*** The data Section Begins ***

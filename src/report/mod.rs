//! Rendering of analysis results.
//!
//! This module provides reporters for printing export surfaces in
//! human-readable text or as JSON.

pub mod json;
pub mod text;

use std::io::{self, Write};
use std::path::Path;

use crate::analysis::ModuleExports;
use crate::resolve::EntryExports;

/// Report format options
#[derive(Debug, Clone, Copy, PartialEq, Eq, Default)]
pub enum ReportFormat {
    /// Plain text, one file per block
    #[default]
    Text,
    /// JSON format - machine-readable, full data
    Json,
}

impl std::str::FromStr for ReportFormat {
    type Err = String;

    fn from_str(s: &str) -> Result<Self, Self::Err> {
        match s.to_lowercase().as_str() {
            "text" | "txt" => Ok(ReportFormat::Text),
            "json" => Ok(ReportFormat::Json),
            _ => Err(format!(
                "Unknown report format: '{}'. Valid formats: text, json",
                s
            )),
        }
    }
}

impl std::fmt::Display for ReportFormat {
    fn fmt(&self, f: &mut std::fmt::Formatter<'_>) -> std::fmt::Result {
        match self {
            ReportFormat::Text => write!(f, "text"),
            ReportFormat::Json => write!(f, "json"),
        }
    }
}

/// Outcome of analyzing one file.
#[derive(Debug, Clone, PartialEq, Eq)]
pub enum FileOutcome {
    /// Single-unit analysis: the file's own exports and re-exports.
    Unit(ModuleExports),
    /// Cross-file analysis: everything reachable through re-exports.
    Entry(EntryExports),
    /// Analysis failed; the error message.
    Failed(String),
}

/// One analyzed file.
#[derive(Debug, Clone, PartialEq, Eq)]
pub struct FileReport {
    pub path: String,
    pub outcome: FileOutcome,
}

impl FileReport {
    pub fn new(path: &Path, outcome: FileOutcome) -> Self {
        Self {
            path: path.display().to_string(),
            outcome,
        }
    }

    pub fn is_failure(&self) -> bool {
        matches!(self.outcome, FileOutcome::Failed(_))
    }
}

/// Trait for reporters.
pub trait Reporter {
    /// Write the reports to the given writer.
    fn report<W: Write>(&self, reports: &[FileReport], writer: &mut W) -> io::Result<()>;
}

/// Write reports in the specified format.
pub fn report<W: Write>(
    format: ReportFormat,
    reports: &[FileReport],
    writer: &mut W,
) -> io::Result<()> {
    match format {
        ReportFormat::Text => text::TextReporter.report(reports, writer),
        ReportFormat::Json => json::JsonReporter.report(reports, writer),
    }
}

/// Render reports to a string.
pub fn report_to_string(format: ReportFormat, reports: &[FileReport]) -> io::Result<String> {
    let mut buffer = Vec::new();
    report(format, reports, &mut buffer)?;
    String::from_utf8(buffer).map_err(|e| io::Error::new(io::ErrorKind::InvalidData, e))
}
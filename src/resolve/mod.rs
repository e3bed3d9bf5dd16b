//! Cross-file resolution of an entry file's export surface.
//!
//! Re-export edges (`module.exports = require('./x')` and friends) are
//! followed across files until every reachable module has been analyzed
//! once. The union of their exports, restricted to valid identifiers, is the
//! entry's export surface.
//!
//! # Example
//!
//! ```ignore
//! use std::path::Path;
//! use exportscope::resolve::parse_entry_file;
//!
//! let result = parse_entry_file(Path::new("/project/node_modules/lib/index.js"))?;
//! println!("{:?}", result.exports);
//! ```

mod entry;
mod host;
mod names;

pub use entry::{
    global_cache, parse_entry_file, reset_entry_cache, EntryCache, EntryError, EntryExports,
    EntryResult, ExportResolver,
};
pub use host::{ModuleHost, NodeHost, ResolveError, ResolveOptions, ResolveResult};
pub use names::is_valid_export_name;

*** The data Section Ends ***

[Work instructions]
Whenever a line includes the word "filename", pull it out of the entries.

[Response for this exercise]
filename src/report/mod.rs
filename src/resolve/mod.rs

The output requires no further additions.